Une transition très compliquée au Niger
Quant au Niger, c’est une autre paire de manches. La prise de pouvoir par les militaires a déclenché une grave crise internationale. La CEDEAO a déclenché un train de sanctions économiques contre Niamey. La France et l’UE qui ont condamné le coup d’État ont par ailleurs suspendu leurs appuis budgétaires au pays. La communauté internationale refuse de reconnaitre la transition déclenchée par les membres du Conseil National pour la Sauvegarde de la Patrie (CNSP) et demande la restauration de Mohamed BAZOUM dans ses fonctions présidentielles. Le Niger reste sous la menace d’une intervention militaire de la CEDEAO, soutenue par certains pays.
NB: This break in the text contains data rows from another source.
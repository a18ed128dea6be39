//! Application configuration loaded from environment variables.

use std::fmt;

use serde::Deserialize;
use strum::{AsRefStr, EnumString};

/// Deployment mode label. Affects the startup log line and log format only.
///
/// Any label is accepted; unrecognised ones are kept verbatim in `Other`.
#[derive(Debug, Clone, PartialEq, Eq, Default, AsRefStr, EnumString)]
#[strum(serialize_all = "lowercase", ascii_case_insensitive)]
pub enum Environment {
    /// Local development (default).
    #[default]
    Development,
    /// Production deployment.
    Production,
    /// Test runs.
    Test,
    /// Any other label, e.g. "staging".
    #[strum(default)]
    Other(String),
}

impl fmt::Display for Environment {
    fn fmt(&self, f: &mut fmt::Formatter<'_>) -> fmt::Result {
        match self {
            Environment::Other(label) => f.write_str(label),
            known => f.write_str(known.as_ref()),
        }
    }
}

/// Application configuration loaded from environment variables.
#[derive(Debug, Clone, Deserialize)]
pub struct Config {
    // === Server Configuration ===
    /// HTTP listen port.
    #[serde(default = "default_port")]
    pub port: u16,

    /// Deployment mode label. Takes precedence over `node_env`.
    #[serde(default)]
    pub app_env: Option<String>,

    /// Deployment mode label read for compatibility with Node deployments.
    #[serde(default)]
    pub node_env: Option<String>,

    /// Log level (trace, debug, info, warn, error).
    #[serde(default = "default_log_level")]
    pub rust_log: String,

    // === Metrics ===
    /// Port for the Prometheus scrape endpoint. Disabled when unset.
    #[serde(default)]
    pub metrics_port: Option<u16>,
}

fn default_port() -> u16 {
    3000
}

fn default_log_level() -> String {
    "info".to_string()
}

impl Default for Config {
    fn default() -> Self {
        Self {
            port: default_port(),
            app_env: None,
            node_env: None,
            rust_log: default_log_level(),
            metrics_port: None,
        }
    }
}

impl Config {
    /// Load configuration from environment, reading .env file first.
    pub fn load() -> Result<Self, envy::Error> {
        dotenvy::dotenv().ok();
        envy::from_env()
    }

    /// Check if the configuration is valid.
    pub fn validate(&self) -> Result<(), String> {
        if self.port == 0 {
            return Err("PORT must be greater than 0".to_string());
        }

        if self.metrics_port == Some(self.port) {
            return Err("METRICS_PORT must differ from PORT".to_string());
        }

        Ok(())
    }

    /// Effective deployment mode: `APP_ENV`, then `NODE_ENV`, then development.
    pub fn environment(&self) -> Environment {
        self.app_env
            .as_deref()
            .or(self.node_env.as_deref())
            .map(str::trim)
            .filter(|label| !label.is_empty())
            .map(|label| {
                label
                    .parse()
                    .unwrap_or_else(|_| Environment::Other(label.to_string()))
            })
            .unwrap_or_default()
    }

    /// Whether running in production mode.
    pub fn is_production(&self) -> bool {
        self.environment() == Environment::Production
    }
}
Le Président BAZOUM, qui refuse d’abandonner le pouvoir, demeure en résidence forcée au palais présidentiel avec son épouse et son fils. La tension diplomatique est à son paroxysme avec le retrait de l’immunité diplomatique de l’ambassadeur français Sylvain ITTE par le CNSP qui demande le départ des 1 500 soldats français stationnés sur le territoire nigérien. Les frontières terrestres et aériennes sont encore fermées avec les pays de la CEDEAO qui appliquent les sanctions.
Des situations diamétralement opposées
Les changements des régimes de Mohamed BAZOUM et d’Ali BONGO ONDIMBA ont donc en réalité peu de points communs. On a d’un côté du Gabon les militaires du CTRI qui dirigent la transition avec l’adhésion de toutes les forces vives du pays et la reconnaissance de la communauté internationale, sans aucune sanction économique en représailles. Un gouvernement de transition a été installé ainsi que les autres institutions (Cour constitutionnelle, Assemblée nationale, Sénat). De l’autre côté, il y a le Niger dont le CNSP et son gouvernement ne sont toujours pas reconnus par la communauté internationale et font l’objet de sanctions économiques. Autant d’arguments qui prouvent qu’il n’y a pas eu de putsch au Gabon.